- [TASK PROMPT]: Work out how many lines in the entries below include the word "static". Give nothing but the number.

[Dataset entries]
Segment Open

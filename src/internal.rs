use std::cell::RefCell;
use std::collections::HashMap;

use rand::Rng;

use crate::scalar::Real;


#[inline]
pub fn negative_index(i: isize, n: usize) -> usize {
  if i < 0 {
    (n as isize + i) as usize
  } else {
    i as usize
  }
}


// Polar Box-Muller transformation

pub fn randn<T: Real>() -> (T, T) {
  let mut rng = rand::thread_rng();
  let u = rng.gen_range(-T::one(), T::one());
  let v = rng.gen_range(-T::one(), T::one());
  let r = u * u + v * v;
  // Try again if outside interval
  if r == T::zero() || r >= T::one() { return randn() }
  let c = (T::from(-2.0).unwrap() * r.ln() / r).sqrt();
  (u * c, v * c)
}


thread_local! {
  static NAME_COUNTERS: RefCell<HashMap<&'static str, usize>> = RefCell::new(HashMap::new());
}

/// Generate a fresh name like `dense0`, `dense1`, counting per prefix.

pub fn make_name(prefix: &'static str) -> String {
  NAME_COUNTERS.with(|counters| {
    let mut counters = counters.borrow_mut();
    let count = counters.entry(prefix).or_insert(0);
    let name = format!("{prefix}{count}");
    *count += 1;
    name
  })
}


#[cfg(test)]
mod tests {
  use super::*;

  #[test]
  fn names_count_per_prefix() {
    let a = make_name("layer");
    let b = make_name("layer");
    let c = make_name("other_layer");
    assert_ne!(a, b);
    assert!(a.starts_with("layer"));
    assert!(c.starts_with("other_layer"));
  }

  #[test]
  fn negative() {
    assert_eq!(negative_index(-1, 3), 2);
    assert_eq!(negative_index(1, 3), 1);
  }
}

Segment Closed

- [EXERCISE RESPONSE]: 2